(Saved entries)
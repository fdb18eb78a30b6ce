//! Rules engine: legality, move execution and loss detection.
//!
//! `RulesEngine` is the seam between the game state machine and the rules;
//! `DogRules` implements it for Dog. The engine keeps no state between
//! calls, so every answer reflects the board exactly as passed in.

pub mod engine;
pub mod dog;

pub use engine::{DestinationSet, GameOutcome, RulesEngine};
pub use dog::{DogRules, MAX_STEPS, MIN_STEPS};
//! Core value types: points, players, RNG, configuration.
//!
//! Everything here is free of game rules; the board and the rules engine
//! are built on top of these types.

pub mod point;
pub mod player;
pub mod rng;
pub mod config;

pub use point::{Displacement, Point};
pub use player::{Player, PlayerId, PlayerPair};
pub use rng::GameRng;
pub use config::{DogConfig, FirstPlayer, DEFAULT_SIZE};
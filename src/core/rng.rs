//! Deterministic random number generation.
//!
//! Dog only needs randomness at the edges of a game: the coin flip that
//! picks the first player, and the driver's choice of a default name.
//! Both go through `GameRng` so tests can pin them with a seed.
//!
//! ```
//! use dog_game::core::GameRng;
//!
//! let mut a = GameRng::new(42);
//! let mut b = GameRng::new(42);
//! assert_eq!(a.coin_flip(), b.coin_flip());
//! ```

use rand::{Rng, SeedableRng};
use rand_chacha::ChaCha8Rng;

use super::player::PlayerId;

/// Seedable RNG backed by ChaCha8.
#[derive(Clone, Debug)]
pub struct GameRng {
    inner: ChaCha8Rng,
    seed: u64,
}

impl GameRng {
    /// Create a new RNG with the given seed.
    #[must_use]
    pub fn new(seed: u64) -> Self {
        Self {
            inner: ChaCha8Rng::seed_from_u64(seed),
            seed,
        }
    }

    /// Create an RNG seeded from the operating system.
    ///
    /// The chosen seed is kept so a game can be reproduced from logs.
    #[must_use]
    pub fn from_entropy() -> Self {
        Self::new(rand::thread_rng().gen())
    }

    /// The seed this RNG was created with.
    #[must_use]
    pub fn seed(&self) -> u64 {
        self.seed
    }

    /// Pick one of the two players uniformly at random.
    pub fn coin_flip(&mut self) -> PlayerId {
        if self.inner.gen_bool(0.5) {
            PlayerId::SECOND
        } else {
            PlayerId::FIRST
        }
    }

    /// Choose a random element from a slice.
    #[must_use]
    pub fn choose<'a, T>(&mut self, slice: &'a [T]) -> Option<&'a T> {
        use rand::seq::SliceRandom;
        slice.choose(&mut self.inner)
    }
}
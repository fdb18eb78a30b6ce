//! Board state: which cells are still alive and where the players stand.
//!
//! The board knows nothing about legal moves. It answers membership and
//! occupancy questions and performs the one mutation the game needs:
//! moving a player and burning the cell it left.

pub mod grid;

pub use grid::{Board, Cell};
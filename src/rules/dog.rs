//! The rules of Dog.
//!
//! A destination is legal for a player when:
//! 1. it is a living cell (which implies it is on the board),
//! 2. nobody stands on it,
//! 3. the offset from the player is one of the move table's entries,
//! 4. that offset is between 1 and 2 steps, counting a diagonal step as one.

use log::trace;

use super::engine::{DestinationSet, RulesEngine};
use crate::board::Board;
use crate::core::{PlayerId, Point};
use crate::error::{DogError, DogResult};
use crate::moves::MoveTable;

/// Fewest steps a move may take.
pub const MIN_STEPS: u32 = 1;

/// Most steps a move may take.
pub const MAX_STEPS: u32 = 2;

/// Rules engine for Dog, owning its move table.
#[derive(Clone, Debug, Default, PartialEq, Eq)]
pub struct DogRules {
    moves: MoveTable,
}

impl DogRules {
    /// Rules with the standard 12-move table.
    #[must_use]
    pub fn new() -> Self {
        Self::default()
    }

    /// The move table.
    #[must_use]
    pub fn moves(&self) -> &MoveTable {
        &self.moves
    }

    /// Destination reached by playing `token` from `player`'s position.
    ///
    /// Only the token is checked; the destination may still be illegal.
    pub fn resolve(&self, board: &Board, player: PlayerId, token: &str) -> DogResult<Point> {
        let displacement = self.moves.resolve(token)?;
        Ok(board.player(player).position() + displacement)
    }
}

impl RulesEngine for DogRules {
    fn is_legal(&self, board: &Board, player: PlayerId, dest: Point) -> bool {
        if !board.in_bounds(dest) || !board.contains(dest) {
            return false;
        }

        if board.is_occupied(dest) {
            return false;
        }

        let displacement = dest - board.player(player).position();
        if !self.moves.contains(displacement) {
            return false;
        }

        (MIN_STEPS..=MAX_STEPS).contains(&displacement.steps())
    }

    fn apply_move(&self, board: &mut Board, player: PlayerId, dest: Point) -> DogResult<Point> {
        if !self.is_legal(board, player, dest) {
            let from = board.player(player).position();
            trace!("rejected {} from {} to {}", player, from, dest);
            return Err(DogError::IllegalMove {
                player,
                from,
                to: dest,
            });
        }

        board.relocate(player, dest)
    }

    /// Only the table's offsets can be legal, so check those instead of
    /// scanning every living cell.
    fn legal_destinations(&self, board: &Board, player: PlayerId) -> DestinationSet {
        let origin = board.player(player).position();
        let destinations: DestinationSet = self
            .moves
            .displacements()
            .map(|displacement| origin + displacement)
            .filter(|&dest| self.is_legal(board, player, dest))
            .collect();
        trace!("{} has {} legal destinations", player, destinations.len());
        destinations
    }
}
//! Game implementations built on the board and rules engine.

pub mod dog;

**Prompt**
With the line that contains "let from = board.player(player).position();" as the start, output every line through the end of the entries exactly. Add no other lines.

**Expected answer**
            let from = board.player(player).position();
            trace!("rejected {} from {} to {}", player, from, dest);
            return Err(DogError::IllegalMove {
                player,
                from,
                to: dest,
            });
        }

        board.relocate(player, dest)
    }

    /// Only the table's offsets can be legal, so check those instead of
    /// scanning every living cell.
    fn legal_destinations(&self, board: &Board, player: PlayerId) -> DestinationSet {
        let origin = board.player(player).position();
        let destinations: DestinationSet = self
            .moves
            .displacements()
            .map(|displacement| origin + displacement)
            .filter(|&dest| self.is_legal(board, player, dest))
            .collect();
        trace!("{} has {} legal destinations", player, destinations.len());
        destinations
    }
}
//! Game implementations built on the board and rules engine.

pub mod dog;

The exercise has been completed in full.